**EXERCISE AIM**
Begin with the first line of the entries below and reproduce each line exactly, ending with the line that holds "use schemars::JsonSchema;".

DATA TO USE START

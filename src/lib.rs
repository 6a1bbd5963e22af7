//! Automation and dispatch engine for a WhatsApp CRM: conversational flow
//! execution, paced bulk campaigns and timed pipeline-stage automations.

pub mod campaign;
pub mod config;
pub mod crm;
pub mod error;
pub mod flow;
pub mod llm;
pub mod logger;
pub mod runtime;
pub mod schema;
pub mod template;
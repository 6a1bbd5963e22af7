use std::collections::{HashMap, HashSet};

use chrono::{DateTime, Utc};
use gateway_client::message::MediaPayload;
use schemars::JsonSchema;
use serde::{Deserialize, Serialize};
use serde_json::Value;
use uuid::Uuid;

use crate::error::EngineError;

/// Edge handle that marks the fallback branch of a condition node.
pub const ELSE_HANDLE: &str = "else";

/// A published conversational flow: the node palette the visual editor
/// produces, with every payload decoded into its typed form at load time.
/// Raw JSON survives only inside [`FlowVersion`] snapshots.
#[derive(Debug, Clone, Serialize, Deserialize, JsonSchema, PartialEq)]
pub struct FlowDefinition {
    pub id: Uuid,
    pub org_id: Uuid,
    pub connection_id: Uuid,
    pub name: String,
    #[serde(default = "FlowDefinition::default_version")]
    pub version: u32,
    pub nodes: Vec<NodeDefinition>,
    /// Insertion order is meaningful: condition branches and menu options
    /// are matched positionally against it.
    pub edges: Vec<Edge>,
    #[serde(default, skip_serializing_if = "Option::is_none")]
    pub trigger: Option<TriggerConfig>,
    #[serde(default)]
    pub is_active: bool,
    pub updated_at: DateTime<Utc>,
}

#[derive(Debug, Clone, Serialize, Deserialize, JsonSchema, PartialEq)]
pub struct NodeDefinition {
    pub node_id: String,
    #[serde(flatten)]
    pub kind: NodeKind,
    #[serde(default, skip_serializing_if = "Option::is_none")]
    pub position: Option<Position>,
}

/// Editor canvas coordinates. Irrelevant to execution, kept for round trips.
#[derive(Debug, Clone, Copy, Serialize, Deserialize, JsonSchema, PartialEq)]
pub struct Position {
    pub x: f64,
    pub y: f64,
}

/// The closed node palette. Matching on it is exhaustive, so a new node
/// type fails to compile until every consumer handles it.
#[derive(Debug, Clone, Serialize, Deserialize, JsonSchema, PartialEq)]
#[serde(tag = "type", content = "content", rename_all = "snake_case")]
pub enum NodeKind {
    Start,
    Message(MessageNode),
    Menu(MenuNode),
    Input(InputNode),
    Condition(ConditionNode),
    Action(ActionNode),
    Transfer(TransferNode),
    AiResponse(AiResponseNode),
    End,
}

#[derive(Debug, Clone, Serialize, Deserialize, JsonSchema, PartialEq)]
pub struct MessageNode {
    /// Handlebars template, rendered per session.
    pub text: String,
    #[serde(default, skip_serializing_if = "Option::is_none")]
    pub media: Option<MediaPayload>,
}

#[derive(Debug, Clone, Serialize, Deserialize, JsonSchema, PartialEq)]
pub struct MenuNode {
    pub title: String,
    pub options: Vec<MenuOption>,
    /// Invalid replies tolerated before the session is handed to a human.
    #[serde(default = "MenuNode::default_transfer_after_failures")]
    pub transfer_after_failures: u32,
}

impl MenuNode {
    fn default_transfer_after_failures() -> u32 {
        3
    }

    /// Edge handle carrying option `index` (1-based).
    pub fn option_handle(index: usize) -> String {
        format!("option-{index}")
    }
}

#[derive(Debug, Clone, Serialize, Deserialize, JsonSchema, PartialEq)]
pub struct MenuOption {
    pub label: String,
}

#[derive(Debug, Clone, Serialize, Deserialize, JsonSchema, PartialEq)]
pub struct InputNode {
    /// Session variable the raw reply is stored under.
    pub field_name: String,
    #[serde(default, skip_serializing_if = "Option::is_none")]
    pub prompt: Option<String>,
}

#[derive(Debug, Clone, Serialize, Deserialize, JsonSchema, PartialEq)]
pub struct ConditionNode {
    /// Matched top to bottom; rule `i` routes through the i-th non-else
    /// outgoing edge of the node.
    pub rules: Vec<ConditionRule>,
}

#[derive(Debug, Clone, Serialize, Deserialize, JsonSchema, PartialEq)]
pub struct ConditionRule {
    pub variable: String,
    pub operator: ConditionOperator,
    pub value: String,
}

#[derive(Debug, Clone, Copy, Serialize, Deserialize, JsonSchema, PartialEq, Eq)]
#[serde(rename_all = "snake_case")]
pub enum ConditionOperator {
    Equals,
    NotEquals,
    Contains,
    GreaterThan,
    LessThan,
}

#[derive(Debug, Clone, Serialize, Deserialize, JsonSchema, PartialEq)]
pub struct ActionNode {
    pub action: ActionKind,
}

/// Side effects an action node can request. They run before the session
/// persists, so authors must keep them idempotent.
#[derive(Debug, Clone, Serialize, Deserialize, JsonSchema, PartialEq)]
#[serde(tag = "kind", rename_all = "snake_case")]
pub enum ActionKind {
    AddTag { tag: String },
    AssignQueue { queue_id: Uuid },
    SetVariable { name: String, value: String },
    Handoff,
}

#[derive(Debug, Clone, Serialize, Deserialize, JsonSchema, PartialEq)]
pub struct TransferNode {
    #[serde(default, skip_serializing_if = "Option::is_none")]
    pub queue_id: Option<Uuid>,
    /// Farewell text sent before the handoff, if any.
    #[serde(default, skip_serializing_if = "Option::is_none")]
    pub message: Option<String>,
}

#[derive(Debug, Clone, Serialize, Deserialize, JsonSchema, PartialEq)]
pub struct AiResponseNode {
    /// Handlebars template for the instruction prefix; the contact's latest
    /// message is appended when the node executes.
    pub prompt: String,
}

#[derive(Debug, Clone, Serialize, Deserialize, JsonSchema, PartialEq)]
pub struct Edge {
    pub source_node_id: String,
    pub target_node_id: String,
    #[serde(default, skip_serializing_if = "Option::is_none")]
    pub source_handle: Option<String>,
    #[serde(default, skip_serializing_if = "Option::is_none")]
    pub label: Option<String>,
}

impl Edge {
    pub fn is_else(&self) -> bool {
        self.source_handle.as_deref() == Some(ELSE_HANDLE)
    }
}

/// How an inbound message may start this flow when no session is active.
#[derive(Debug, Clone, Serialize, Deserialize, JsonSchema, PartialEq)]
pub struct TriggerConfig {
    pub keyword: String,
    pub match_mode: MatchMode,
    #[serde(default)]
    pub priority: i32,
    #[serde(default = "TriggerConfig::default_enabled")]
    pub enabled: bool,
}

impl TriggerConfig {
    fn default_enabled() -> bool {
        true
    }
}

#[derive(Debug, Clone, Copy, Serialize, Deserialize, JsonSchema, PartialEq, Eq)]
#[serde(rename_all = "snake_case")]
pub enum MatchMode {
    Exact,
    Contains,
    StartsWith,
}

/// Immutable snapshot written on every publish. Never executed directly;
/// the engine always runs the compiled latest definition.
#[derive(Debug, Clone, Serialize, Deserialize, JsonSchema, PartialEq)]
pub struct FlowVersion {
    pub id: Uuid,
    pub flow_id: Uuid,
    pub version: u32,
    pub nodes_data: Value,
    pub edges_data: Value,
    pub published_at: DateTime<Utc>,
}

impl FlowDefinition {
    fn default_version() -> u32 {
        1
    }

    pub fn new(org_id: Uuid, connection_id: Uuid, name: impl Into<String>) -> Self {
        Self {
            id: Uuid::new_v4(),
            org_id,
            connection_id,
            name: name.into(),
            version: 1,
            nodes: Vec::new(),
            edges: Vec::new(),
            trigger: None,
            is_active: true,
            updated_at: Utc::now(),
        }
    }

    pub fn add_node(mut self, node_id: impl Into<String>, kind: NodeKind) -> Self {
        self.nodes.push(NodeDefinition {
            node_id: node_id.into(),
            kind,
            position: None,
        });
        self
    }

    pub fn add_edge(self, source: impl Into<String>, target: impl Into<String>) -> Self {
        self.add_edge_with_handle(source, target, None)
    }

    pub fn add_edge_with_handle(
        mut self,
        source: impl Into<String>,
        target: impl Into<String>,
        source_handle: Option<&str>,
    ) -> Self {
        self.edges.push(Edge {
            source_node_id: source.into(),
            target_node_id: target.into(),
            source_handle: source_handle.map(|h| h.to_string()),
            label: None,
        });
        self
    }

    pub fn with_trigger(mut self, keyword: impl Into<String>, match_mode: MatchMode) -> Self {
        self.trigger = Some(TriggerConfig {
            keyword: keyword.into(),
            match_mode,
            priority: 0,
            enabled: true,
        });
        self
    }

    pub fn node(&self, node_id: &str) -> Option<&NodeDefinition> {
        self.nodes.iter().find(|n| n.node_id == node_id)
    }

    /// Outgoing edges of `node_id`, in definition order.
    pub fn outgoing(&self, node_id: &str) -> Vec<&Edge> {
        self.edges
            .iter()
            .filter(|e| e.source_node_id == node_id)
            .collect()
    }

    pub fn start_node_id(&self) -> Result<&str, EngineError> {
        let mut starts = self
            .nodes
            .iter()
            .filter(|n| matches!(n.kind, NodeKind::Start));
        match (starts.next(), starts.next()) {
            (Some(node), None) => Ok(&node.node_id),
            (None, _) => Err(EngineError::Configuration(format!(
                "flow {} has no start node",
                self.id
            ))),
            (Some(_), Some(_)) => Err(EngineError::Configuration(format!(
                "flow {} has more than one start node",
                self.id
            ))),
        }
    }

    /// Structural checks the engine relies on at runtime. Everything caught
    /// here is a configuration error of the flow, not of the engine.
    pub fn validate(&self) -> Result<(), EngineError> {
        let mut seen = HashSet::new();
        for node in &self.nodes {
            if !seen.insert(node.node_id.as_str()) {
                return Err(EngineError::Configuration(format!(
                    "flow {}: duplicate node id `{}`",
                    self.id, node.node_id
                )));
            }
        }

        let start_id = self.start_node_id()?;
        if self.outgoing(start_id).len() != 1 {
            return Err(EngineError::Configuration(format!(
                "flow {}: start node must have exactly one outgoing edge",
                self.id
            )));
        }

        for edge in &self.edges {
            for endpoint in [&edge.source_node_id, &edge.target_node_id] {
                if !seen.contains(endpoint.as_str()) {
                    return Err(EngineError::Configuration(format!(
                        "flow {}: edge references unknown node `{endpoint}`",
                        self.id
                    )));
                }
            }
        }

        for node in &self.nodes {
            match &node.kind {
                NodeKind::Condition(cond) => self.validate_condition(node, cond)?,
                NodeKind::Menu(menu) => self.validate_menu(node, menu)?,
                _ => {}
            }
        }

        Ok(())
    }

    fn validate_condition(
        &self,
        node: &NodeDefinition,
        cond: &ConditionNode,
    ) -> Result<(), EngineError> {
        let outgoing = self.outgoing(&node.node_id);
        let else_count = outgoing.iter().filter(|e| e.is_else()).count();
        if else_count != 1 {
            return Err(EngineError::Configuration(format!(
                "flow {}: condition `{}` needs exactly one else edge",
                self.id, node.node_id
            )));
        }
        let branch_count = outgoing.len() - else_count;
        if branch_count != cond.rules.len() {
            return Err(EngineError::Configuration(format!(
                "flow {}: condition `{}` has {} rules but {} branch edges",
                self.id,
                node.node_id,
                cond.rules.len(),
                branch_count
            )));
        }
        Ok(())
    }

    fn validate_menu(&self, node: &NodeDefinition, menu: &MenuNode) -> Result<(), EngineError> {
        if menu.options.is_empty() {
            return Err(EngineError::Configuration(format!(
                "flow {}: menu `{}` has no options",
                self.id, node.node_id
            )));
        }
        let handles: HashMap<&str, &Edge> = self
            .outgoing(&node.node_id)
            .into_iter()
            .filter_map(|e| e.source_handle.as_deref().map(|h| (h, e)))
            .collect();
        for index in 1..=menu.options.len() {
            let handle = MenuNode::option_handle(index);
            if !handles.contains_key(handle.as_str()) {
                return Err(EngineError::Configuration(format!(
                    "flow {}: menu `{}` is missing the edge for `{handle}`",
                    self.id, node.node_id
                )));
            }
        }
        Ok(())
    }

    /// Snapshot for the version history, taken on publish.
    pub fn snapshot(&self) -> Result<FlowVersion, EngineError> {
        let nodes_data = serde_json::to_value(&self.nodes)
            .map_err(|e| EngineError::Configuration(format!("unserializable nodes: {e}")))?;
        let edges_data = serde_json::to_value(&self.edges)
            .map_err(|e| EngineError::Configuration(format!("unserializable edges: {e}")))?;
        Ok(FlowVersion {
            id: Uuid::new_v4(),
            flow_id: self.id,
            version: self.version,
            nodes_data,
            edges_data,
            published_at: Utc::now(),
        })
    }

    pub fn touch(&mut self) {
        self.updated_at = Utc::now();
    }
}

DATA TO USE END

**EXPECTED ANSWER**
filename src/lib.rs
repository 6a1bbd5963e22af7
//! Automation and dispatch engine for a WhatsApp CRM: conversational flow
//! execution, paced bulk campaigns and timed pipeline-stage automations.

pub mod campaign;
pub mod config;
pub mod crm;
pub mod error;
pub mod flow;
pub mod llm;
pub mod logger;
pub mod runtime;
pub mod schema;
pub mod template;
repository 6a1bbd5963e22af7
use std::collections::{HashMap, HashSet};

use chrono::{DateTime, Utc};
use gateway_client::message::MediaPayload;
use schemars::JsonSchema;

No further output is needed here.